There are, of course certain similarities, one being the fun of reading signs in English and wondering what is behind the meaning. Here I randomly select a couple for consideration. I ate at the restaurant with the famous roast stuff but was unable to find out why it was famous nor what the "stuff" was. But does it matter, it's all experience after all. And as for the warning on the right, it came as some surprise to me. Certainly the women I met in Nigeria would have taken no beatings from their men; at least not without poisoning them in retaliation.
But almost everywhere one has to contend with the dreaded mozzie and spider influx. At one time I used to take the malaria tablets but the amount of alcohol in my body deterred the germs, so I gave them up. But booze does not deter spiders, I remember walking into a room where my late wife, Cheryl, was and seeing her ironing as a huge jumping spider ambled towards her. I suggested that she leave and I destroyed the damn thing by throwing books at it until a lucky shot squashed it. For those who think me unkind I would point out that these were poisonous.
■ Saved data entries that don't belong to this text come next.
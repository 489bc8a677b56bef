use geo::Point;
use serde::Serialize;

use crate::network::{EdgeId, RoadEdge};
use crate::transition::Observation;

/// Descriptive attributes of the road a result was matched onto.
#[derive(Clone, Debug, Default, PartialEq, Eq, Serialize)]
#[serde(rename_all = "camelCase")]
pub struct RoadInfo {
    #[serde(skip_serializing_if = "Option::is_none")]
    pub way_id: Option<u64>,
    #[serde(skip_serializing_if = "Option::is_none")]
    pub highway: Option<String>,
    #[serde(skip_serializing_if = "Option::is_none")]
    pub bridge: Option<String>,
    #[serde(skip_serializing_if = "Option::is_none")]
    pub tunnel: Option<String>,
}

impl RoadInfo {
    pub fn of(edge: &RoadEdge) -> Self {
        let tag = |key: &str| edge.tag(key).map(str::to_string);

        RoadInfo {
            way_id: edge.way_id,
            highway: tag("highway"),
            bridge: tag("bridge"),
            tunnel: tag("tunnel"),
        }
    }
}

/// The outcome of matching a single observation.
#[derive(Clone, Debug, PartialEq)]
pub enum MatchResult {
    Matched {
        observation: Observation,
        edge_id: EdgeId,

        /// The reference point the observation was matched onto,
        /// unless projected coordinates were not kept.
        projected: Option<Point>,

        /// Great-circle distance from the observation to its match, in meters.
        distance: f64,

        road: Option<RoadInfo>,
    },
    Unmatched {
        observation: Observation,
    },
}

impl MatchResult {
    pub fn observation(&self) -> &Observation {
        match self {
            MatchResult::Matched { observation, .. } | MatchResult::Unmatched { observation } => {
                observation
            }
        }
    }

    pub fn is_matched(&self) -> bool {
        matches!(self, MatchResult::Matched { .. })
    }

    pub fn edge_id(&self) -> Option<EdgeId> {
        match self {
            MatchResult::Matched { edge_id, .. } => Some(*edge_id),
            MatchResult::Unmatched { .. } => None,
        }
    }

    pub fn projected(&self) -> Option<Point> {
        match self {
            MatchResult::Matched { projected, .. } => *projected,
            MatchResult::Unmatched { .. } => None,
        }
    }

    /// The flat, serialisable form of this result.
    pub fn record(&self) -> MatchRecord {
        match self {
            MatchResult::Matched {
                edge_id,
                projected,
                road,
                ..
            } => MatchRecord::Matched {
                edge_id: *edge_id,
                projected_lon: projected.map(|point| point.x()),
                projected_lat: projected.map(|point| point.y()),
                road: road.clone(),
            },
            MatchResult::Unmatched { observation } => MatchRecord::Unmatched {
                original_lon: observation.lon(),
                original_lat: observation.lat(),
            },
        }
    }
}

/// A [`MatchResult`] as written out to consumers.
///
/// ```json
/// { "status": "matched", "edgeId": 4, "projectedLon": 0.1, "projectedLat": 0.2, "wayId": 12 }
/// { "status": "unmatched", "originalLon": 0.1, "originalLat": 0.2 }
/// ```
#[derive(Clone, Debug, PartialEq, Serialize)]
#[serde(tag = "status", rename_all = "lowercase")]
pub enum MatchRecord {
    #[serde(rename_all = "camelCase")]
    Matched {
        edge_id: EdgeId,
        #[serde(skip_serializing_if = "Option::is_none")]
        projected_lon: Option<f64>,
        #[serde(skip_serializing_if = "Option::is_none")]
        projected_lat: Option<f64>,
        #[serde(flatten, skip_serializing_if = "Option::is_none")]
        road: Option<RoadInfo>,
    },
    #[serde(rename_all = "camelCase")]
    Unmatched { original_lon: f64, original_lat: f64 },
}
Or so I was told by Nigerian ladies.
Another thing one comes across regularly, and in wide flung parts of the world, is the dung beetle. Its life sometimes seems to me to have parallels with my work, but perhaps that is just a flight of fantasy. However I was surprised when one of my cats in Malaysia suddenly decided that he should take up a similar mode of life. It took a while to persuade him that there were more interesting ways to spend his time.
However his interest in everything ensured that we were protected from the huge nasties that sometimes invaded the house, and which scared me (but not my present wife Alice) on a regular basis.
So with protection provided by Alice, cats and offspring, in spite of the unpleasant invading thingies I have yet to live and work in a place I could accurately describe as the arsehole of the world.

But I did have a (Brit) pal who worked in Oklahoma City for a while.